Philip
Ridley’s new play is yet another nimble body swerve for this wonderful
playwright. He started his professional theatre work with the ‘East End
Gothic’ of The Pitchfork Disney, The Fastest Clock in the Universe, and Ghost from a Perfect Place;
he then began developing the storytelling sequence, a large number of
plays for young audiences and adults centred on acts of storytelling
that reconstruct memories, identities, civilisations. In the 2000s his
plays became somewhat more realistic in tone; I say somewhat to indicate
that the characters now have recognisable names and the locations are
more explicitly identified. Plays like Vincent River, Leaves of Glass, Piranha Heights and Mercury Fur still burst with gothic horror, explosions of poetic language and a baroque, shifting sexuality.
And now he’s gone in a new direction. Tender Napalm centres
on two characters, named only as ‘Man’ and ‘Woman’. It’s another
storytelling play; the two characters flirt with each other, challenge
each other, insult and imaginatively murder each other; they tell
stories of battles enacted on a ruined island; they tell heroic deeds of
daring and they boast, brag, mock and taunt. But there’s no location
indicated. It’s a play of sheer performance. Two chairs in this
production and an athletic physicality from the two performers.

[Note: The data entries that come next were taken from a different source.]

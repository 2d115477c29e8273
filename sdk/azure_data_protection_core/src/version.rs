//! API version selection.
//!
//! A management client may be bound to several REST API versions at once. The
//! version used for an operation group comes from, in order of precedence:
//!
//! 1. an explicitly requested version,
//! 2. the group's entry in a [`Profile`],
//! 3. the default of the [`ApiVersionSet`].
//!
//! ```rust
//! use azure_data_protection_core::version::{ApiVersionSet, Profile, VersionResolver};
//!
//! let versions = ApiVersionSet::new(["2021-01-01", "2021-07-01"], "2021-07-01").unwrap();
//! let resolver = VersionResolver::new(versions);
//! let profile = Profile::new("pinned").pin("jobs", "2021-01-01");
//!
//! assert_eq!(resolver.resolve(None, Some(&profile), "jobs"), "2021-01-01");
//! assert_eq!(resolver.resolve(None, Some(&profile), "backup_vaults"), "2021-07-01");
//! assert_eq!(resolver.resolve(Some("2099-01-01"), Some(&profile), "jobs"), "2099-01-01");
//! ```

use std::collections::BTreeMap;
use std::fmt;

use serde::de::{self, Deserializer, Visitor};
use serde::{Deserialize, Serialize, Serializer};

use crate::error::{DataProtectionError, DataProtectionResult};

/// The literal accepted in serialized profiles for [`ProfileVersion::Default`].
const DEFAULT_SENTINEL: &str = "default";

/// Ordered set of supported API versions with one designated default.
#[derive(Debug, Clone, PartialEq, Eq)]
pub struct ApiVersionSet {
    versions: Vec<String>,
    default: usize,
}

impl ApiVersionSet {
    /// Build a version set.
    ///
    /// # Errors
    ///
    /// Returns [`DataProtectionError::Configuration`] if the set is empty,
    /// contains duplicates, or does not contain `default`.
    pub fn new<I, S>(versions: I, default: &str) -> DataProtectionResult<Self>
    where
        I: IntoIterator<Item = S>,
        S: Into<String>,
    {
        let mut ordered: Vec<String> = Vec::new();
        for version in versions {
            let version = version.into();
            if ordered.contains(&version) {
                return Err(DataProtectionError::Configuration(format!(
                    "duplicate API version '{version}'"
                )));
            }
            ordered.push(version);
        }

        if ordered.is_empty() {
            return Err(DataProtectionError::Configuration(
                "no API versions are supported".into(),
            ));
        }

        let default = ordered.iter().position(|v| v == default).ok_or_else(|| {
            DataProtectionError::Configuration(format!(
                "default API version '{default}' is not in the supported set"
            ))
        })?;

        Ok(Self {
            versions: ordered,
            default,
        })
    }

    /// The designated default version.
    pub fn default_version(&self) -> &str {
        &self.versions[self.default]
    }

    pub fn contains(&self, version: &str) -> bool {
        self.versions.iter().any(|v| v == version)
    }

    /// Supported versions in declaration order.
    pub fn iter(&self) -> impl Iterator<Item = &str> {
        self.versions.iter().map(String::as_str)
    }

    pub fn len(&self) -> usize {
        self.versions.len()
    }

    pub fn is_empty(&self) -> bool {
        self.versions.is_empty()
    }
}

/// The version a profile selects for one operation group.
#[derive(Debug, Clone, PartialEq, Eq)]
pub enum ProfileVersion {
    /// Use the client's default API version.
    Default,
    /// Use exactly this API version.
    Pinned(String),
}

impl Serialize for ProfileVersion {
    fn serialize<S: Serializer>(&self, serializer: S) -> Result<S::Ok, S::Error> {
        match self {
            Self::Default => serializer.serialize_str(DEFAULT_SENTINEL),
            Self::Pinned(version) => serializer.serialize_str(version),
        }
    }
}

impl<'de> Deserialize<'de> for ProfileVersion {
    fn deserialize<D: Deserializer<'de>>(deserializer: D) -> Result<Self, D::Error> {
        struct ProfileVersionVisitor;

        impl Visitor<'_> for ProfileVersionVisitor {
            type Value = ProfileVersion;

            fn expecting(&self, f: &mut fmt::Formatter<'_>) -> fmt::Result {
                f.write_str("an API version string or \"default\"")
            }

            fn visit_str<E: de::Error>(self, value: &str) -> Result<ProfileVersion, E> {
                if value.is_empty() {
                    Err(E::invalid_value(de::Unexpected::Str(value), &self))
                } else if value == DEFAULT_SENTINEL {
                    Ok(ProfileVersion::Default)
                } else {
                    Ok(ProfileVersion::Pinned(value.to_string()))
                }
            }
        }

        deserializer.deserialize_str(ProfileVersionVisitor)
    }
}

/// A named mapping from operation-group name to the API version it uses.
///
/// Groups without an entry use the client default. The group names are
/// checked against the operation-group registry when a client is built.
#[derive(Debug, Clone, Default, PartialEq, Eq, Serialize, Deserialize)]
pub struct Profile {
    pub name: String,
    #[serde(default)]
    pub versions: BTreeMap<String, ProfileVersion>,
}

impl Profile {
    /// Create an empty profile.
    pub fn new(name: impl Into<String>) -> Self {
        Self {
            name: name.into(),
            versions: BTreeMap::new(),
        }
    }

    /// The profile that leaves every group on the default version.
    pub fn latest() -> Self {
        Self::new("latest")
    }

    /// Pin `group` to a specific API version.
    pub fn pin(mut self, group: impl Into<String>, version: impl Into<String>) -> Self {
        self.versions
            .insert(group.into(), ProfileVersion::Pinned(version.into()));
        self
    }

    /// Explicitly keep `group` on the default version.
    pub fn use_default(mut self, group: impl Into<String>) -> Self {
        self.versions.insert(group.into(), ProfileVersion::Default);
        self
    }

    pub fn get(&self, group: &str) -> Option<&ProfileVersion> {
        self.versions.get(group)
    }

    /// Names of the groups this profile has an entry for.
    pub fn groups(&self) -> impl Iterator<Item = &str> {
        self.versions.keys().map(String::as_str)
    }

    /// Parse a profile from JSON, e.g.
    /// `{"name": "custom", "versions": {"jobs": "default", "backup_vaults": "2021-01-01"}}`.
    pub fn from_json(json: &str) -> DataProtectionResult<Self> {
        Ok(serde_json::from_str(json)?)
    }
}

/// Picks the API version for an operation group.
#[derive(Debug, Clone)]
pub struct VersionResolver {
    versions: ApiVersionSet,
}

impl VersionResolver {
    pub fn new(versions: ApiVersionSet) -> Self {
        Self { versions }
    }

    pub fn versions(&self) -> &ApiVersionSet {
        &self.versions
    }

    /// The globally chosen default version.
    pub fn default_version(&self) -> &str {
        self.versions.default_version()
    }

    /// Resolve the version `group` should use.
    ///
    /// An explicit `requested` version is returned verbatim, even when it is
    /// not in the supported set.
    pub fn resolve(
        &self,
        requested: Option<&str>,
        profile: Option<&Profile>,
        group: &str,
    ) -> String {
        if let Some(version) = requested {
            if !self.versions.contains(version) {
                tracing::debug!(
                    api_version = %version,
                    group,
                    "requested API version is not in the supported set"
                );
            }
            return version.to_string();
        }

        match profile.and_then(|p| p.get(group)) {
            Some(ProfileVersion::Pinned(version)) => version.clone(),
            Some(ProfileVersion::Default) | None => self.default_version().to_string(),
        }
    }
}

#[cfg(test)]
mod tests {
    use super::*;

    fn resolver() -> VersionResolver {
        VersionResolver::new(
            ApiVersionSet::new(["2021-01-01", "2021-06-01-preview", "2021-07-01"], "2021-07-01")
                .expect("valid set"),
        )
    }

    #[test]
    fn version_set_keeps_order_and_default() {
        let set = ApiVersionSet::new(["b", "a", "c"], "a").unwrap();
        assert_eq!(set.iter().collect::<Vec<_>>(), vec!["b", "a", "c"]);
        assert_eq!(set.default_version(), "a");
        assert_eq!(set.len(), 3);
        assert!(set.contains("c"));
        assert!(!set.contains("d"));
    }

    #[test]
    fn version_set_rejects_missing_default() {
        let err = ApiVersionSet::new(["2021-01-01"], "2021-07-01").unwrap_err();
        assert!(matches!(err, DataProtectionError::Configuration(_)));
    }

    #[test]
    fn version_set_rejects_empty() {
        let err = ApiVersionSet::new(Vec::<String>::new(), "2021-07-01").unwrap_err();
        assert!(matches!(err, DataProtectionError::Configuration(_)));
    }

    #[test]
    fn version_set_rejects_duplicates() {
        let err = ApiVersionSet::new(["2021-01-01", "2021-01-01"], "2021-01-01").unwrap_err();
        assert!(err.to_string().contains("duplicate"));
    }

    #[test]
    fn explicit_version_wins_over_profile() {
        let profile = Profile::new("p").pin("jobs", "2021-01-01");
        let version = resolver().resolve(Some("2021-06-01-preview"), Some(&profile), "jobs");
        assert_eq!(version, "2021-06-01-preview");
    }

    #[test]
    fn explicit_version_is_not_validated() {
        assert_eq!(resolver().resolve(Some("1999-12-31"), None, "jobs"), "1999-12-31");
    }

    #[test]
    fn profile_wins_over_default() {
        let profile = Profile::new("p").pin("jobs", "2021-01-01");
        assert_eq!(resolver().resolve(None, Some(&profile), "jobs"), "2021-01-01");
    }

    #[test]
    fn profile_default_sentinel_uses_global_default() {
        let profile = Profile::new("p").use_default("jobs");
        assert_eq!(resolver().resolve(None, Some(&profile), "jobs"), "2021-07-01");
    }

    #[test]
    fn group_missing_from_profile_uses_global_default() {
        let profile = Profile::new("p").pin("jobs", "2021-01-01");
        assert_eq!(
            resolver().resolve(None, Some(&profile), "backup_vaults"),
            "2021-07-01"
        );
    }

    #[test]
    fn no_inputs_uses_global_default() {
        assert_eq!(resolver().resolve(None, None, "jobs"), "2021-07-01");
        assert_eq!(
            resolver().resolve(None, Some(&Profile::latest()), "jobs"),
            "2021-07-01"
        );
    }

    #[test]
    fn profile_parses_default_sentinel_from_json() {
        let profile = Profile::from_json(
            r#"{"name": "custom", "versions": {"jobs": "default", "backup_vaults": "2021-01-01"}}"#,
        )
        .expect("valid profile");

        assert_eq!(profile.name, "custom");
        assert_eq!(profile.get("jobs"), Some(&ProfileVersion::Default));
        assert_eq!(
            profile.get("backup_vaults"),
            Some(&ProfileVersion::Pinned("2021-01-01".into()))
        );
    }

    #[test]
    fn profile_rejects_empty_version() {
        let result = Profile::from_json(r#"{"name": "bad", "versions": {"jobs": ""}}"#);
        assert!(matches!(result, Err(DataProtectionError::Serialization(_))));
    }

    #[test]
    fn profile_serializes_sentinel_as_default() {
        let profile = Profile::new("p").use_default("jobs");
        let json = serde_json::to_value(&profile).unwrap();
        assert_eq!(json["versions"]["jobs"], "default");
    }
}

What becomes steadily clear through the
course of the play is that these stories have been their way of dealing
with a traumatic loss, the death of a child in a bombing. The
imaginative landscape becomes gradually understood as the traumatised
landscape of grief. The island shattered by a tsunami is the life
stripped and barren by loss. The Man’s long story of being kidnapped by
pacific aliens and forced to wage their war for them is the extension of
a desire for revenge against his daughter’s killers. And finally we see
their first meeting; she was invited as friend of a friend to an
eighteenth birthday party; he was the sister of the birthday girl, the
lavish party being paid for by their mother and dying father. Images
from that party are lodged in the fantasy stories like shrapnel from a
bomb blast.
Ridley’s writing is both sophisticated
and naive. It has, at times, a genuinely childlike quality that is full
of unabashed big descriptive phrases. At one point the Man is swallowed
by a giant serpent and he starts to hack his way up through the stomach
wall towards the heart: ‘It’s like digging a hole in a sky made of
meat,’ he says ravishingly. (I remember the first time I saw The Pitchfork Disney
and falling in love with the writing as Haley described fleeing from a
pack of the dogs by entering a church and climbing the vast crucifix: ‘I
scarpered higher, wrapped my legs round the waist of our Saviour, clung
onto the crown of thorns for all I was worth’). And then there are
moments of extreme sexual violence, as when they imagine inserting a
grenade into each other’s cunts and arses.
The Pitchfork Disney emerged from two durational monologues that Ridley performed at art college: one as someone afraid of everything and another as someone afraid of nothing. Bringing the two together then meant building a set and character around these opposed forces. Here he doesn’t need to do any more than bring these two, mirrored forces of love and resentment, desire and regret, nostalgia and trauma. It is a quite breathtaking experience, staged simply and rightly, and embodied with sweaty, muscular passion by Jack Gordon and Vinette Robinson. It makes me hungry for Ridley’s next play.